Background and objectives: Barley and oat grains in addition to beta-glucan contain antioxidant phytochemicals such as phenolic compounds that have health beneficial properties. The aim of this study was to investigate the impact of growing location on the composition of phenolic compounds and its antioxidant activity in barley and oats. Barley varieties included Compass, Gairdner and Hindmarsh grown in Condobolin, Northstar and Oaklands. Oat varieties included Echidna, Williams and Yallara grown in Condobolin, Wagga Wagga, and Oaklands.

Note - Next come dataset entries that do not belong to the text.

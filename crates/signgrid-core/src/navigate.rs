use serde::{Deserialize, Serialize};

use crate::cursor::CellAddress;

/// A directional cursor move
#[derive(Debug, Clone, Copy, PartialEq, Eq, Hash, Serialize, Deserialize)]
pub enum Direction {
    Left,
    Right,
    Up,
    Down,
}

/// Compute the next cursor address for a directional move
///
/// The grid is toroidal. Left/Right wrap row-major across the whole grid,
/// so `(0, 0)` follows the last cell and vice versa. Up/Down wrap within
/// the current column only. Callers must ensure `addr` is in bounds for a
/// `rows x columns` grid.
pub fn step(direction: Direction, addr: CellAddress, rows: usize, columns: usize) -> CellAddress {
    let CellAddress { col, row } = addr;
    match direction {
        Direction::Right => {
            if col + 1 < columns {
                CellAddress::new(col + 1, row)
            } else if row + 1 < rows {
                CellAddress::new(0, row + 1)
            } else {
                CellAddress::origin()
            }
        }
        Direction::Left => {
            if col > 0 {
                CellAddress::new(col - 1, row)
            } else if row > 0 {
                CellAddress::new(columns - 1, row - 1)
            } else {
                CellAddress::new(columns - 1, rows - 1)
            }
        }
        Direction::Up => {
            if row > 0 {
                CellAddress::new(col, row - 1)
            } else {
                CellAddress::new(col, rows - 1)
            }
        }
        Direction::Down => {
            if row + 1 < rows {
                CellAddress::new(col, row + 1)
            } else {
                CellAddress::new(col, 0)
            }
        }
    }
}

#[cfg(test)]
mod tests {
    use super::*;

    fn addr(col: usize, row: usize) -> CellAddress {
        CellAddress::new(col, row)
    }

    #[test]
    fn test_right_within_row() {
        assert_eq!(step(Direction::Right, addr(0, 0), 3, 4), addr(1, 0));
        assert_eq!(step(Direction::Right, addr(2, 1), 3, 4), addr(3, 1));
    }

    #[test]
    fn test_right_wraps_to_next_row() {
        assert_eq!(step(Direction::Right, addr(3, 0), 3, 4), addr(0, 1));
    }

    #[test]
    fn test_right_from_last_cell_wraps_to_origin() {
        assert_eq!(step(Direction::Right, addr(3, 2), 3, 4), addr(0, 0));
    }

    #[test]
    fn test_left_within_row() {
        assert_eq!(step(Direction::Left, addr(2, 1), 3, 4), addr(1, 1));
    }

    #[test]
    fn test_left_wraps_to_previous_row() {
        assert_eq!(step(Direction::Left, addr(0, 2), 3, 4), addr(3, 1));
    }

    #[test]
    fn test_left_from_origin_wraps_to_last_cell() {
        assert_eq!(step(Direction::Left, addr(0, 0), 3, 4), addr(3, 2));
    }

    #[test]
    fn test_up_and_down_stay_in_column() {
        assert_eq!(step(Direction::Up, addr(2, 1), 3, 4), addr(2, 0));
        assert_eq!(step(Direction::Up, addr(2, 0), 3, 4), addr(2, 2));
        assert_eq!(step(Direction::Down, addr(2, 1), 3, 4), addr(2, 2));
        assert_eq!(step(Direction::Down, addr(2, 2), 3, 4), addr(2, 0));
    }

    #[test]
    fn test_right_then_left_is_identity() {
        for row in 0..3 {
            for col in 0..4 {
                let start = addr(col, row);
                let there = step(Direction::Right, start, 3, 4);
                assert_eq!(step(Direction::Left, there, 3, 4), start);
            }
        }
    }

    #[test]
    fn test_down_then_up_is_identity() {
        for row in 0..3 {
            for col in 0..4 {
                let start = addr(col, row);
                let there = step(Direction::Down, start, 3, 4);
                assert_eq!(step(Direction::Up, there, 3, 4), start);
            }
        }
    }

    #[test]
    fn test_right_full_cycle_returns_to_start() {
        let (rows, columns) = (3, 4);
        let start = addr(2, 1);
        let mut current = start;
        for _ in 0..rows * columns {
            current = step(Direction::Right, current, rows, columns);
        }
        assert_eq!(current, start);
    }

    #[test]
    fn test_single_cell_grid_moves_in_place() {
        for direction in [
            Direction::Left,
            Direction::Right,
            Direction::Up,
            Direction::Down,
        ] {
            assert_eq!(step(direction, addr(0, 0), 1, 1), addr(0, 0));
        }
    }

    #[test]
    fn test_single_row_horizontal_wrap() {
        assert_eq!(step(Direction::Right, addr(4, 0), 1, 5), addr(0, 0));
        assert_eq!(step(Direction::Left, addr(0, 0), 1, 5), addr(4, 0));
    }

    #[test]
    fn test_single_row_vertical_wrap_is_identity() {
        assert_eq!(step(Direction::Up, addr(2, 0), 1, 5), addr(2, 0));
        assert_eq!(step(Direction::Down, addr(2, 0), 1, 5), addr(2, 0));
    }
}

Findings: Cultivation environment was observed to have a significant impact on the total phenolic content and antioxidant activity of both cereals. In barley, proanthocyanidin content was also affected by cultivation location. Variable response of phenolic compounds to cultivation location indicated a genetic influence. In barley, several phenolic compounds were affected by location and genotype, including flavonoids and proanthocyanidins, such as prodelphinidins. In oats in addition to flavonoids, avenanthramide A, B, and C were also affected by environmental conditions.
Conclusion: Phenolic compounds found in barley and oats that were susceptible to environmental conditions are the major contributors of antioxidant activity. The study also outlines the possibility that both genetic and environmental factors affect the regulation of phenolic compounds in cereals. Significance and novelty: This study contributes to the understanding of phenolic compound response to growth conditions while highlighting the importance of monitoring the impact environment can have on compounds of interest.